Work task: Transcribe the entire listing exactly as it appears.

Data under study:
=====
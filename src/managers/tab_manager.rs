use std::collections::HashMap;
use std::time::{Duration, Instant, SystemTime, UNIX_EPOCH};

use url::Url;
use uuid::Uuid;

use crate::page::dom::Document;
use crate::services::settings_store::SettingsStore;
use crate::services::style_injector::StyleInjector;
use crate::types::errors::{MessagingError, TabError};
use crate::types::message::{Message, Response};
use crate::types::tab::TabInfo;

/// Delivery of page commands to a tab's style injector.
pub trait TabChannel {
    fn send_to_tab(&mut self, tab_id: &str, message: &Message) -> Result<Response, MessagingError>;
    /// Ids of every open tab showing `host`.
    fn tabs_for_host(&self, host: &str) -> Vec<String>;
}

/// Sends a page command, logging and swallowing any failure.
/// Routine failures (no injector on the page) are only logged at debug level.
pub fn send_quietly(tabs: &mut dyn TabChannel, tab_id: &str, message: &Message) -> bool {
    match tabs.send_to_tab(tab_id, message) {
        Ok(_) => true,
        Err(e) if e.is_routine() => {
            tracing::debug!(tab = tab_id, message = message.name(), error = %e, "page not listening");
            false
        }
        Err(e) => {
            tracing::warn!(tab = tab_id, message = message.name(), error = %e, "page command failed");
            false
        }
    }
}

/// Schemes the injector runs on.
const SCRIPTABLE_SCHEMES: &[&str] = &["http", "https", "file"];

/// True for http(s) and file URLs; internal browser pages are excluded.
pub fn is_scriptable(url: &str) -> bool {
    Url::parse(url)
        .map(|u| SCRIPTABLE_SCHEMES.contains(&u.scheme()))
        .unwrap_or(false)
}

/// The settings key for a page: its lowercase hostname. Empty for pages
/// without one and for internal browser pages.
pub fn page_host(url: &str) -> String {
    Url::parse(url)
        .ok()
        .filter(|u| SCRIPTABLE_SCHEMES.contains(&u.scheme()))
        .and_then(|u| u.host_str().map(|h| h.to_ascii_lowercase()))
        .unwrap_or_default()
}

/// A tab with its live document and, on scriptable pages, its injector.
pub struct PageTab {
    pub info: TabInfo,
    pub document: Document,
    pub injector: Option<StyleInjector>,
}

/// Trait defining the tab registry interface.
pub trait TabManagerTrait {
    fn open_tab(&mut self, url: &str) -> Result<String, TabError>;
    fn navigate(&mut self, tab_id: &str, url: &str) -> Result<(), TabError>;
    fn close_tab(&mut self, tab_id: &str) -> Result<(), TabError>;
    fn get_tab(&self, tab_id: &str) -> Option<&PageTab>;
    fn get_tab_mut(&mut self, tab_id: &str) -> Option<&mut PageTab>;
    fn list_tabs(&self) -> Vec<&TabInfo>;
    fn tab_count(&self) -> usize;
}

/// In-memory registry of open tabs. Every page load gets a fresh document and
/// a fresh injector, mirroring a content script that runs once per document.
pub struct TabManager {
    store: SettingsStore,
    debounce: Duration,
    tabs: HashMap<String, PageTab>,
    tab_order: Vec<String>,
}

impl TabManager {
    pub fn new(store: SettingsStore, debounce: Duration) -> Self {
        Self {
            store,
            debounce,
            tabs: HashMap::new(),
            tab_order: Vec::new(),
        }
    }

    fn now() -> i64 {
        SystemTime::now()
            .duration_since(UNIX_EPOCH)
            .unwrap_or_default()
            .as_secs() as i64
    }

    /// Builds the document for a fresh page load and runs the injector's
    /// initial evaluation on it.
    fn load_page(&self, url: &str) -> (Document, Option<StyleInjector>) {
        let mut document = Document::new(url);
        let injector = if is_scriptable(url) {
            let mut injector = StyleInjector::new(&page_host(url), self.store.clone(), self.debounce);
            injector.initialize(&mut document);
            Some(injector)
        } else {
            None
        };
        (document, injector)
    }

    /// Delivers a page load result for the tab's current font link.
    pub fn complete_font_load(&mut self, tab_id: &str, loaded: bool) -> Result<bool, TabError> {
        let tab = self
            .tabs
            .get_mut(tab_id)
            .ok_or_else(|| TabError::NotFound(tab_id.to_string()))?;
        let Some(injector) = tab.injector.as_mut() else {
            return Ok(false);
        };
        match injector.font_link() {
            Some(link) => {
                injector.on_font_load(link, loaded);
                Ok(true)
            }
            None => Ok(false),
        }
    }

    /// Runs pending store reactions on every page.
    pub fn poll_storage(&mut self) {
        for tab in self.tabs.values_mut() {
            if let Some(injector) = tab.injector.as_mut() {
                injector.poll_storage(&mut tab.document);
            }
        }
    }

    /// One event-loop turn for every page: store reactions, mutation
    /// observation and debounced re-application.
    pub fn tick(&mut self, now: Instant) {
        for tab in self.tabs.values_mut() {
            if let Some(injector) = tab.injector.as_mut() {
                injector.tick(&mut tab.document, now);
            }
        }
    }
}

impl TabManagerTrait for TabManager {
    fn open_tab(&mut self, url: &str) -> Result<String, TabError> {
        Url::parse(url).map_err(|_| TabError::InvalidUrl(url.to_string()))?;
        let id = Uuid::new_v4().to_string();
        let (document, injector) = self.load_page(url);
        let info = TabInfo {
            id: id.clone(),
            url: url.to_string(),
            host: page_host(url),
            scriptable: injector.is_some(),
            created_at: Self::now(),
        };
        self.tabs.insert(
            id.clone(),
            PageTab {
                info,
                document,
                injector,
            },
        );
        self.tab_order.push(id.clone());
        Ok(id)
    }

    fn navigate(&mut self, tab_id: &str, url: &str) -> Result<(), TabError> {
        Url::parse(url).map_err(|_| TabError::InvalidUrl(url.to_string()))?;
        if !self.tabs.contains_key(tab_id) {
            return Err(TabError::NotFound(tab_id.to_string()));
        }
        let (document, injector) = self.load_page(url);
        let tab = self
            .tabs
            .get_mut(tab_id)
            .ok_or_else(|| TabError::NotFound(tab_id.to_string()))?;
        tab.info.url = url.to_string();
        tab.info.host = page_host(url);
        tab.info.scriptable = injector.is_some();
        tab.document = document;
        tab.injector = injector;
        Ok(())
    }

    fn close_tab(&mut self, tab_id: &str) -> Result<(), TabError> {
        self.tabs
            .remove(tab_id)
            .ok_or_else(|| TabError::NotFound(tab_id.to_string()))?;
        self.tab_order.retain(|id| id != tab_id);
        Ok(())
    }

    fn get_tab(&self, tab_id: &str) -> Option<&PageTab> {
        self.tabs.get(tab_id)
    }

    fn get_tab_mut(&mut self, tab_id: &str) -> Option<&mut PageTab> {
        self.tabs.get_mut(tab_id)
    }

    fn list_tabs(&self) -> Vec<&TabInfo> {
        self.tab_order
            .iter()
            .filter_map(|id| self.tabs.get(id))
            .map(|t| &t.info)
            .collect()
    }

    fn tab_count(&self) -> usize {
        self.tabs.len()
    }
}

impl TabChannel for TabManager {
    fn send_to_tab(&mut self, tab_id: &str, message: &Message) -> Result<Response, MessagingError> {
        let tab = self
            .tabs
            .get_mut(tab_id)
            .ok_or_else(|| MessagingError::NoReceiver(format!("tab {}", tab_id)))?;
        let url = tab.info.url.clone();
        let injector = tab
            .injector
            .as_mut()
            .ok_or_else(|| MessagingError::NoReceiver(url.clone()))?;
        injector
            .handle_message(&mut tab.document, message)
            .ok_or(MessagingError::NoReceiver(url))
    }

    fn tabs_for_host(&self, host: &str) -> Vec<String> {
        self.tab_order
            .iter()
            .filter(|id| self.tabs.get(*id).map(|t| t.info.host == host).unwrap_or(false))
            .cloned()
            .collect()
    }
}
=====
Your solution:
filename src/managers/tab_manager.rs
use std::collections::HashMap;
use std::time::{Duration, Instant, SystemTime, UNIX_EPOCH};

use url::Url;
use uuid::Uuid;

use crate::page::dom::Document;
use crate::services::settings_store::SettingsStore;
use crate::services::style_injector::StyleInjector;
use crate::types::errors::{MessagingError, TabError};
use crate::types::message::{Message, Response};
use crate::types::tab::TabInfo;

/// Delivery of page commands to a tab's style injector.
pub trait TabChannel {
    fn send_to_tab(&mut self, tab_id: &str, message: &Message) -> Result<Response, MessagingError>;
    /// Ids of every open tab showing `host`.
    fn tabs_for_host(&self, host: &str) -> Vec<String>;
}

/// Sends a page command, logging and swallowing any failure.
/// Routine failures (no injector on the page) are only logged at debug level.
pub fn send_quietly(tabs: &mut dyn TabChannel, tab_id: &str, message: &Message) -> bool {
    match tabs.send_to_tab(tab_id, message) {
        Ok(_) => true,
        Err(e) if e.is_routine() => {
            tracing::debug!(tab = tab_id, message = message.name(), error = %e, "page not listening");
            false
        }
        Err(e) => {
            tracing::warn!(tab = tab_id, message = message.name(), error = %e, "page command failed");
            false
        }
    }
}

/// Schemes the injector runs on.
const SCRIPTABLE_SCHEMES: &[&str] = &["http", "https", "file"];

/// True for http(s) and file URLs; internal browser pages are excluded.
pub fn is_scriptable(url: &str) -> bool {
    Url::parse(url)
        .map(|u| SCRIPTABLE_SCHEMES.contains(&u.scheme()))
        .unwrap_or(false)
}

/// The settings key for a page: its lowercase hostname. Empty for pages
/// without one and for internal browser pages.
pub fn page_host(url: &str) -> String {
    Url::parse(url)
        .ok()
        .filter(|u| SCRIPTABLE_SCHEMES.contains(&u.scheme()))
        .and_then(|u| u.host_str().map(|h| h.to_ascii_lowercase()))
        .unwrap_or_default()
}

/// A tab with its live document and, on scriptable pages, its injector.
pub struct PageTab {
    pub info: TabInfo,
    pub document: Document,
    pub injector: Option<StyleInjector>,
}

/// Trait defining the tab registry interface.
pub trait TabManagerTrait {
    fn open_tab(&mut self, url: &str) -> Result<String, TabError>;
    fn navigate(&mut self, tab_id: &str, url: &str) -> Result<(), TabError>;
    fn close_tab(&mut self, tab_id: &str) -> Result<(), TabError>;
    fn get_tab(&self, tab_id: &str) -> Option<&PageTab>;
    fn get_tab_mut(&mut self, tab_id: &str) -> Option<&mut PageTab>;
    fn list_tabs(&self) -> Vec<&TabInfo>;
    fn tab_count(&self) -> usize;
}

/// In-memory registry of open tabs. Every page load gets a fresh document and
/// a fresh injector, mirroring a content script that runs once per document.
pub struct TabManager {
    store: SettingsStore,
    debounce: Duration,
    tabs: HashMap<String, PageTab>,
    tab_order: Vec<String>,
}

impl TabManager {
    pub fn new(store: SettingsStore, debounce: Duration) -> Self {
        Self {
            store,
            debounce,
            tabs: HashMap::new(),
            tab_order: Vec::new(),
        }
    }

    fn now() -> i64 {
        SystemTime::now()
            .duration_since(UNIX_EPOCH)
            .unwrap_or_default()
            .as_secs() as i64
    }

    /// Builds the document for a fresh page load and runs the injector's
    /// initial evaluation on it.
    fn load_page(&self, url: &str) -> (Document, Option<StyleInjector>) {
        let mut document = Document::new(url);
        let injector = if is_scriptable(url) {
            let mut injector = StyleInjector::new(&page_host(url), self.store.clone(), self.debounce);
            injector.initialize(&mut document);
            Some(injector)
        } else {
            None
        };
        (document, injector)
    }

    /// Delivers a page load result for the tab's current font link.
    pub fn complete_font_load(&mut self, tab_id: &str, loaded: bool) -> Result<bool, TabError> {
        let tab = self
            .tabs
            .get_mut(tab_id)
            .ok_or_else(|| TabError::NotFound(tab_id.to_string()))?;
        let Some(injector) = tab.injector.as_mut() else {
            return Ok(false);
        };
        match injector.font_link() {
            Some(link) => {
                injector.on_font_load(link, loaded);
                Ok(true)
            }
            None => Ok(false),
        }
    }

    /// Runs pending store reactions on every page.
    pub fn poll_storage(&mut self) {
        for tab in self.tabs.values_mut() {
            if let Some(injector) = tab.injector.as_mut() {
                injector.poll_storage(&mut tab.document);
            }
        }
    }

    /// One event-loop turn for every page: store reactions, mutation
    /// observation and debounced re-application.
    pub fn tick(&mut self, now: Instant) {
        for tab in self.tabs.values_mut() {
            if let Some(injector) = tab.injector.as_mut() {
                injector.tick(&mut tab.document, now);
            }
        }
    }
}

impl TabManagerTrait for TabManager {
    fn open_tab(&mut self, url: &str) -> Result<String, TabError> {
        Url::parse(url).map_err(|_| TabError::InvalidUrl(url.to_string()))?;
        let id = Uuid::new_v4().to_string();
        let (document, injector) = self.load_page(url);
        let info = TabInfo {
            id: id.clone(),
            url: url.to_string(),
            host: page_host(url),
            scriptable: injector.is_some(),
            created_at: Self::now(),
        };
        self.tabs.insert(
            id.clone(),
            PageTab {
                info,
                document,
                injector,
            },
        );
        self.tab_order.push(id.clone());
        Ok(id)
    }

    fn navigate(&mut self, tab_id: &str, url: &str) -> Result<(), TabError> {
        Url::parse(url).map_err(|_| TabError::InvalidUrl(url.to_string()))?;
        if !self.tabs.contains_key(tab_id) {
            return Err(TabError::NotFound(tab_id.to_string()));
        }
        let (document, injector) = self.load_page(url);
        let tab = self
            .tabs
            .get_mut(tab_id)
            .ok_or_else(|| TabError::NotFound(tab_id.to_string()))?;
        tab.info.url = url.to_string();
        tab.info.host = page_host(url);
        tab.info.scriptable = injector.is_some();
        tab.document = document;
        tab.injector = injector;
        Ok(())
    }

    fn close_tab(&mut self, tab_id: &str) -> Result<(), TabError> {
        self.tabs
            .remove(tab_id)
            .ok_or_else(|| TabError::NotFound(tab_id.to_string()))?;
        self.tab_order.retain(|id| id != tab_id);
        Ok(())
    }

    fn get_tab(&self, tab_id: &str) -> Option<&PageTab> {
        self.tabs.get(tab_id)
    }

    fn get_tab_mut(&mut self, tab_id: &str) -> Option<&mut PageTab> {
        self.tabs.get_mut(tab_id)
    }

    fn list_tabs(&self) -> Vec<&TabInfo> {
        self.tab_order
            .iter()
            .filter_map(|id| self.tabs.get(id))
            .map(|t| &t.info)
            .collect()
    }

    fn tab_count(&self) -> usize {
        self.tabs.len()
    }
}

impl TabChannel for TabManager {
    fn send_to_tab(&mut self, tab_id: &str, message: &Message) -> Result<Response, MessagingError> {
        let tab = self
            .tabs
            .get_mut(tab_id)
            .ok_or_else(|| MessagingError::NoReceiver(format!("tab {}", tab_id)))?;
        let url = tab.info.url.clone();
        let injector = tab
            .injector
            .as_mut()
            .ok_or_else(|| MessagingError::NoReceiver(url.clone()))?;
        injector
            .handle_message(&mut tab.document, message)
            .ok_or(MessagingError::NoReceiver(url))
    }

    fn tabs_for_host(&self, host: &str) -> Vec<String> {
        self.tab_order
            .iter()
            .filter(|id| self.tabs.get(*id).map(|t| t.info.host == host).unwrap_or(false))
            .cloned()
            .collect()
    }
}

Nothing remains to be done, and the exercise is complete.